Friday, 25 July 2008

The high rise signal from Boris that should worry Putney

Today's Evening Standard reports that London Tory Mayor Boris Johnson just can't be bothered to submit an objection to a 43-storey tower block on the South Bank, the Doon Street Tower.

This is a complete reverse of his campaign pledge to block tower blocks across the capital and should be a major concern in our neck of the woods where, of course, we are under threat from several tower block plans - some of similar height to this one.
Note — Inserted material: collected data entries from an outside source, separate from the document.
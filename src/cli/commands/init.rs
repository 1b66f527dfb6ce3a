//! Init and Config commands.

use std::path::{Path, PathBuf};

use anyhow::{Result, anyhow, bail};

use crate::config::Settings;
use crate::log_event;

/// Run init command - create the configuration file under `root`.
///
/// Refuses to replace an existing file unless `force` is set.
pub fn run_init(root: &Path, force: bool) -> Result<PathBuf> {
    let config_path = Settings::config_path(root);

    if config_path.exists() && !force {
        bail!(
            "Configuration file already exists at: {}\nUse --force to overwrite",
            config_path.display()
        );
    }

    let path = Settings::init_config_file(root).map_err(|e| anyhow!("{e}"))?;
    log_event!("cli", "initialized", "{}", path.display());
    println!("Created configuration file at: {}", path.display());
    println!("Edit this file to customize your settings.");
    Ok(path)
}

/// Run config command - display current configuration.
pub fn run_config(config: &Settings) -> Result<()> {
    let toml_str = toml::to_string_pretty(config)?;
    println!("{toml_str}");
    Ok(())
}

#[cfg(test)]
mod tests {
    use super::*;
    use tempfile::TempDir;

    #[test]
    fn test_init_refuses_existing_file_without_force() {
        let temp_dir = TempDir::new().unwrap();
        let path = run_init(temp_dir.path(), false).unwrap();

        std::fs::write(&path, "[calculator]\nname = \"Oi\"\n").unwrap();
        let err = run_init(temp_dir.path(), false).unwrap_err();
        let message = err.to_string();
        assert_eq!(message.matches("already exists").count(), 1);
        assert_eq!(Settings::load_from(&path).unwrap().calculator.name, "Oi");

        run_init(temp_dir.path(), true).unwrap();
        assert_eq!(Settings::load_from(&path).unwrap().calculator.name, "Calc");
    }
}
use std::collections::BTreeSet;
use std::sync::OnceLock;

use regex::Regex;
use serde::{Deserialize, Serialize};
use thiserror::Error;

use crate::error::{EngineError, EngineResult};

/// Subjects longer than this are truncated before storage.
pub const DRAFT_SUBJECT_MAX_CHARS: usize = 140;
/// Bodies longer than this are truncated before storage.
pub const DRAFT_BODY_MAX_CHARS: usize = 1_800;
/// Evidence URL lists are deduplicated and capped at this count.
pub const EVIDENCE_URL_MAX_COUNT: usize = 10;

const DIGIT_RUN_PLACEHOLDER: &str = "[redacted-digits]";
const CREDENTIAL_PLACEHOLDER: &str = "[redacted]";

/// Error returned when a status transition is invalid.
#[derive(Debug, Clone, PartialEq, Eq, Error)]
#[error("invalid action transition: {from:?} -> {to:?}")]
pub struct ActionTransitionError {
    pub from: ActionStatus,
    pub to: ActionStatus,
}

/// Communication channel used to reach a controller.
#[derive(Debug, Clone, Copy, Serialize, Deserialize, PartialEq, Eq, Hash, PartialOrd, Ord)]
#[serde(rename_all = "snake_case")]
pub enum ActionChannel {
    Email,
    Webform,
    Api,
}

impl ActionChannel {
    pub fn as_str(self) -> &'static str {
        match self {
            Self::Email => "email",
            Self::Webform => "webform",
            Self::Api => "api",
        }
    }

    /// Parses a channel name, tolerating surrounding whitespace and case.
    pub fn parse(raw: &str) -> Option<Self> {
        match raw.trim().to_ascii_lowercase().as_str() {
            "email" => Some(Self::Email),
            "webform" => Some(Self::Webform),
            "api" => Some(Self::Api),
            _ => None,
        }
    }
}

/// Lifecycle state of one removal/correction attempt.
///
/// Forward-only except `sent -> escalate_pending`, which records that
/// automation exhausted its budget and a human must follow up.
#[derive(Debug, Clone, Copy, Serialize, Deserialize, PartialEq, Eq, Hash, Default)]
#[serde(rename_all = "snake_case")]
pub enum ActionStatus {
    #[default]
    Draft,
    Prepared,
    Sent,
    EscalatePending,
    Failed,
}

impl ActionStatus {
    /// Returns true when this status can transition to `next`.
    pub fn can_transition_to(self, next: Self) -> bool {
        if self == next {
            return true;
        }

        matches!(
            (self, next),
            (Self::Draft, Self::Prepared)
                | (Self::Prepared, Self::Sent)
                | (Self::Prepared, Self::Failed)
                | (Self::Sent, Self::EscalatePending)
                | (Self::Sent, Self::Failed)
                | (Self::EscalatePending, Self::Sent)
        )
    }

    /// Returns an error if transitioning to `next` is not allowed.
    pub fn ensure_transition(self, next: Self) -> Result<(), ActionTransitionError> {
        if self.can_transition_to(next) {
            return Ok(());
        }
        Err(ActionTransitionError {
            from: self,
            to: next,
        })
    }

    /// Returns true when no further automated work is expected.
    pub fn is_terminal(self) -> bool {
        matches!(self, Self::Failed)
    }

    pub fn as_str(self) -> &'static str {
        match self {
            Self::Draft => "draft",
            Self::Prepared => "prepared",
            Self::Sent => "sent",
            Self::EscalatePending => "escalate_pending",
            Self::Failed => "failed",
        }
    }
}

/// Identity block carried on an envelope. Holds previews only; raw PII never
/// enters this engine.
#[derive(Debug, Clone, Default, Serialize, Deserialize, PartialEq, Eq)]
pub struct RedactedIdentity {
    #[serde(default)]
    pub name_preview: String,
    #[serde(default)]
    pub email_preview: String,
    #[serde(default)]
    pub city: String,
}

/// Structured request fields supplied by the draft-generation collaborator.
#[derive(Debug, Clone, Default, Serialize, Deserialize, PartialEq, Eq)]
pub struct StructuredFields {
    #[serde(default)]
    pub action: String,
    #[serde(default)]
    pub data_categories: Vec<String>,
    #[serde(default)]
    pub legal_basis: String,
    #[serde(default)]
    pub reply_to_hint: String,
}

/// Draft subject/body after the defensive scrub and length caps.
#[derive(Debug, Clone, Default, Serialize, Deserialize, PartialEq, Eq)]
pub struct DraftContent {
    pub subject: String,
    pub body: String,
}

impl DraftContent {
    /// Applies the conservative PII scrub and length caps. Draft text is
    /// treated as opaque collaborator output; this pass runs before storage
    /// no matter what the collaborator claims to have redacted.
    pub fn sanitized(subject: &str, body: &str) -> Self {
        Self {
            subject: truncate_chars(&scrub_pii_text(subject.trim()), DRAFT_SUBJECT_MAX_CHARS),
            body: truncate_chars(&scrub_pii_text(body.trim()), DRAFT_BODY_MAX_CHARS),
        }
    }
}

/// One removal/correction attempt against a controller. Never deleted, only
/// status-transitioned.
#[derive(Debug, Clone, Serialize, Deserialize, PartialEq)]
pub struct ActionEnvelope {
    pub action_id: String,
    /// Opaque reference to the data subject this action is filed for.
    #[serde(default)]
    pub subject_ref: String,
    pub controller_id: String,
    #[serde(default)]
    pub controller_name: String,
    #[serde(default)]
    pub category: String,
    #[serde(default)]
    pub identity: RedactedIdentity,
    #[serde(default)]
    pub evidence_urls: Vec<String>,
    #[serde(default)]
    pub draft: DraftContent,
    #[serde(default)]
    pub fields: StructuredFields,
    pub preferred_channel: ActionChannel,
    #[serde(default)]
    pub reply_preview: String,
    #[serde(default)]
    pub status: ActionStatus,
    #[serde(default)]
    pub proof_hash: Option<String>,
    #[serde(default)]
    pub proof_signature: Option<String>,
    pub created_unix_ms: u64,
    pub updated_unix_ms: u64,
}

impl ActionEnvelope {
    /// Creates a draft envelope, normalizing evidence URLs and sanitizing the
    /// draft content.
    pub fn new_draft(
        action_id: impl Into<String>,
        controller_id: impl Into<String>,
        preferred_channel: ActionChannel,
        subject: &str,
        body: &str,
        evidence_urls: Vec<String>,
        now_unix_ms: u64,
    ) -> Self {
        Self {
            action_id: action_id.into(),
            subject_ref: String::new(),
            controller_id: controller_id.into(),
            controller_name: String::new(),
            category: String::new(),
            identity: RedactedIdentity::default(),
            evidence_urls: normalize_evidence_urls(evidence_urls),
            draft: DraftContent::sanitized(subject, body),
            fields: StructuredFields::default(),
            preferred_channel,
            reply_preview: String::new(),
            status: ActionStatus::Draft,
            proof_hash: None,
            proof_signature: None,
            created_unix_ms: now_unix_ms,
            updated_unix_ms: now_unix_ms,
        }
    }

    /// Rejects envelopes missing the fields every downstream component
    /// depends on.
    pub fn validate(&self) -> EngineResult<()> {
        if self.action_id.trim().is_empty() {
            return Err(EngineError::InvalidInput("action_id is empty".to_string()));
        }
        if self.controller_id.trim().is_empty() {
            return Err(EngineError::InvalidInput(
                "controller_id is empty".to_string(),
            ));
        }
        if self.draft.subject.trim().is_empty() && self.draft.body.trim().is_empty() {
            return Err(EngineError::InvalidInput(
                "draft subject and body are both empty".to_string(),
            ));
        }
        Ok(())
    }

    /// Applies a status transition, updating the change timestamp.
    pub fn transition(&mut self, next: ActionStatus, now_unix_ms: u64) -> EngineResult<()> {
        self.status
            .ensure_transition(next)
            .map_err(|error| EngineError::InvalidInput(error.to_string()))?;
        self.status = next;
        self.updated_unix_ms = now_unix_ms;
        Ok(())
    }
}

/// Trims, deduplicates (order-preserving), and caps an evidence URL list.
pub fn normalize_evidence_urls(urls: Vec<String>) -> Vec<String> {
    let mut seen = BTreeSet::new();
    let mut normalized = Vec::new();
    for url in urls {
        let trimmed = url.trim().to_string();
        if trimmed.is_empty() {
            continue;
        }
        if seen.insert(trimmed.clone()) {
            normalized.push(trimmed);
        }
        if normalized.len() >= EVIDENCE_URL_MAX_COUNT {
            break;
        }
    }
    normalized
}

fn digit_run_pattern() -> &'static Regex {
    static PATTERN: OnceLock<Regex> = OnceLock::new();
    PATTERN.get_or_init(|| Regex::new(r"\d{6,}").expect("digit-run pattern compiles"))
}

fn credential_token_pattern() -> &'static Regex {
    static PATTERN: OnceLock<Regex> = OnceLock::new();
    PATTERN.get_or_init(|| {
        Regex::new(r#"(?i)\b(api[_-]?key|token|secret|password|passwd|pwd|auth)\s*[=:]\s*\S+"#)
            .expect("credential pattern compiles")
    })
}

/// Conservative scrub applied to collaborator-supplied text before storage:
/// masks long digit runs (phone numbers, government ids) and anything shaped
/// like a `key=value` credential assignment.
pub fn scrub_pii_text(text: &str) -> String {
    let masked_digits = digit_run_pattern().replace_all(text, DIGIT_RUN_PLACEHOLDER);
    credential_token_pattern()
        .replace_all(&masked_digits, |captures: &regex::Captures<'_>| {
            format!("{}={}", &captures[1], CREDENTIAL_PLACEHOLDER)
        })
        .into_owned()
}

fn truncate_chars(text: &str, max_chars: usize) -> String {
    if text.chars().count() <= max_chars {
        return text.to_string();
    }
    text.chars().take(max_chars).collect()
}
I am someone who isn't opposed to high buildings on principle: they can be appropriate in the City of London and central London. Putney isn't such a location. But that's not Boris's position. He ran for election and, I suspect, won quite a few votes, for his blanket opposition to tower blocks.

Yet today he couldn't even muster the interest to jot down a few words of opposition and submit them to the Secretary of State for Communities, Hazel Blears, who has to rule on this application following a Public Inquiry earlier this year.

If Boris can't be bothered to object to a tower block plan that was backed by a Labour Mayor, was reviewed before he was even elected and which no one will hold him accountable for, the prospects of him standing up to his Conservative allies in Wandsworth over their planning mistakes aren't high, to say the least.

We need Boris to honour his election pledges - not sell out at the first test of them.